One important factor that might drive gene-specific variation from the dated tree is the distance between the gene tree topology signal and the species tree topology. This distance might reflect incomplete lineage sorting or a limited signal in the data (e.g., the combination of a short gene with low rates). I suggest the authors consider making gene tree inference and adding this distance to their regression. Even fast inference would be sufficient, straightforward to implement, and will likely reveal a critical factor in driving dating error.
The introduction and text suggests that researchers are interested in the age inferences from single genes. Instead, the authors should consider focusing on the possible gene filtering for molecular dating, or on approaches to further scrutinise genome-scale inferences.
Minor comments.
Abstract. Consider replacing the 'estimation of time' with 'inference of divergence times'.
Abstract. Consider removing the second sentence since the study does not explore gene duplication, and other factors such as mutation and genomic rearrangement also play a role (far more than only duplications and horizontal transmissions).
Abstract. The term 'speciation dating' is unconventional, consider revising. 'Such solutions' is a vague term and no real solutions have been mentioned.
Abstract. Consider revising the emphasis on 'relaxed log-normal clock dating' since there are many other factors that can be as important or more in the model (substitution model, tree prior, calibrations, MCMC sampling settings, among others).
Lines 42-56. This paragraph seems to refer to divergence events rather than gene duplications within a genome. Gene duplications are not really relevant to this study.
Lines 83-94. There is a important gap of literature here. Consider citing the following literature (and related articles):
- Gillespie, J. H. (1991). The causes of molecular evolution (Vol. 2). Oxford University Press, USA.
- https://doi.org/10.1016/j.tree.2014.07.004
- https://doi.org/10.1093/sysbio/syu020
- https://doi.org/10.1038/nrg.2015.8
Line 98. Relaxing rate constancy cannot be settled since rate patterns will vary across taxonomic groups, timescale studied, genes sampled, calibrations used, among other factors.
Lines 112-122. Two topics are noticeably missing from this paragraph. One is the scale-dependance of concatenation versus coalescent methods, where the error that each method addresses varies across data sets (https://hal.science/hal-02535651). The other is the impact of the substitution model on molecular branch lengths and divergence times (https://doi.org/10.1080/10635150500354647).

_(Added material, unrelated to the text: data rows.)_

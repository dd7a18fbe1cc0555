//! UI state types for the TUI layer.
//!
//! Pure data types with no IO, no async, no ratatui dependency.
//! Used by both the engine (state ownership) and tui (rendering/input).

mod focus;
mod input;
mod live_region;
mod status;

pub use focus::FocusTarget;
pub use input::DraftInput;
pub use live_region::{Announcement, LiveRegion};
pub use status::{StatusLine, StatusTone};

/// UI configuration options derived from config.
#[derive(Debug, Clone, Copy, Default, PartialEq, Eq)]
pub struct UiOptions {
    pub ascii_only: bool,
    pub high_contrast: bool,
    pub reduced_motion: bool,
}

Line 134. Does higher precision mean narrower uncertainty intervals? Clarify.
Figure 1. If the events of divergence do not lead to paralogs (two copies in one genome), then the authors are not referring to gene duplication, but rather divergence.
Lines 162-188. Consider emphasising in this paragraph the fact that calibrations are also about informing rate variation. Issues in inference can arise from unaccounted for variation in rates (missing calibrations).
Lines 169-172. Consider citing Gillespie or Ho (mentioned above), and referring to these forms of variation adequately (gene effects, lineage effects, etc.).
Lines 298-300. The younger ages are likely also driven by the root calibration, which is a constrain on all ages that is often not available. Consider mentioning or even testing this.
Line 421. The use of a Yule process is known to impact node age estimates (e.g., https://doi.org/10.1093/sysbio/syw095). Consider mentioning the use of birth-death, or testing its usage.
Line 429. Were ESS values actually verified to be above 200? Consider checking whether convergence (ESS) is associated with uncertainty in estimates.